Many critics who deny inerrancy do so by redefining truth. Rather than understanding truth as that which corresponds to reality, they define truth in terms of intention. Thus, something is deemed true if it accomplishes its intentions. As applied to the Bible, a text is true if it accomplishes its redemptive purpose, even if mistakes are made in so doing. Hence, for these critics the Bible could be completely true, even if there were statements in it which did not correspond with reality. But an inerrant Bible containing mistakes is a contradiction in terms.
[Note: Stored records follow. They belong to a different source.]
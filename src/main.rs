use actix_web::middleware::NormalizePath;
use actix_web::web::Data;
use actix_web::{App, HttpServer, Responder, get};

mod api;
mod config;
mod docs;
mod error;
mod model;
mod models;
mod routes;
mod service;
mod store;

use config::Config;
use service::attendance_service::AttendanceService;
use store::{MemoryStore, load_roster};

use anyhow::Context;
use tracing::info;
use tracing_appender::rolling;
use utoipa_swagger_ui::SwaggerUi;

#[get("/")]
async fn index() -> impl Responder {
    "Attendance Register"
}

fn init_store(config: &Config) -> anyhow::Result<MemoryStore> {
    match &config.roster_path {
        Some(path) => {
            let roster = load_roster(path)?;
            info!(path = %path.display(), employees = roster.len(), "Loaded roster");
            MemoryStore::from_roster(roster)
        }
        None => Ok(MemoryStore::seeded()),
    }
}

#[actix_web::main]
async fn main() -> anyhow::Result<()> {
    let config = Config::from_env()?;

    // Rolling daily log
    let file_appender = rolling::daily(&config.log_dir, "app.log");
    let (non_blocking, _guard) = tracing_appender::non_blocking(file_appender);

    tracing_subscriber::fmt()
        .with_writer(non_blocking)
        .with_max_level(tracing::Level::DEBUG)
        .with_ansi(false)
        .with_target(false) // removes module path
        .with_level(true)
        .with_thread_ids(false)
        .with_thread_names(false)
        .pretty()
        .init();

    info!("Server starting...");

    let store = init_store(&config)?;
    // one service shared by every worker
    let service = Data::new(AttendanceService::new(store));
    let limit = routes::rate_limit(config.rate_per_min)?;
    let server_addr = config.server_addr.clone();

    HttpServer::new(move || {
        App::new()
            .wrap(actix_web::middleware::Logger::default())
            .wrap(NormalizePath::trim())
            .service(
                SwaggerUi::new("/swagger-ui/{_:.*}") // ← important: wildcard {_:.*} to match JS/CSS files
                    .url("/api-doc/openapi.json", docs::openapi_for(&config.api_prefix)),
            )
            .app_data(service.clone())
            .service(index)
            .configure(|cfg| routes::configure(cfg, &config, &limit))
    })
    .bind(&server_addr)
    .with_context(|| format!("Failed to bind {server_addr}"))?
    .run()
    .await?;

    Ok(())
}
Dr. Carl Henry warned against the dangers of this view. At the CSBI conference on the meaning of inerrancy (1982), Carl Henry observed the danger of reducing inerrancy to the purpose of the author, as opposed to the affirmations of the author as they correspond with the facts of reality. He wrote: “Some now even introduce authorial intent or cultural context of language as specious rationalizations for this crime against the Bible, much as some rapist might assure me that he is assaulting my wife for my own or for her good. They misuse Scripture in order to champion as biblically true what in fact does violence to Scripture” (Henry in Earl Radmacher ed., Hermeneutics, Inerrancy, and the Bible , 917). This is precisely what has happened with some of the participants in the Five Views book when they reduced meaning to purpose and then read their own extra-biblical speculations into the author’s supposed intention or purpose.
Some critics of inerrancy attempt in vain to twist the meaning of the CSBI to fit their non-correspondence view of truth. They appeal to Article XIII which reads: “We deny that it is proper to evaluate Scripture according to standards of truth and error that are alien to its usage or purpose.” This they wrongly assume means that truth is understood in terms of the intention of the biblical author, not whether it corresponds to reality. However, the ICBI framers spoke directly to this point. For in the official ICBI commentary written on the Article by one of the ICBI framers, R.C. Sproul, he spells out emphatically what is meant by “truth.” It reads. ”’By biblical standards of truth and error’ is meant the view used both in the Bible and in everyday life, viz., a correspondence view of truth. This part of the article is directed toward those who would redefine truth to relate merely to redemptive intent, the purely personal or the like, rather than that which corresponds to reality.” Thus, because the Bible is inerrant every propositional statement in Scripture must correspond to reality. Any statement that did not correspond to reality would be false. Hence, those who do not believe that all the propositions of the Bible are true have denied its total inerrancy (see Geisler and Roach, Defending Inerrancy, chap. 13).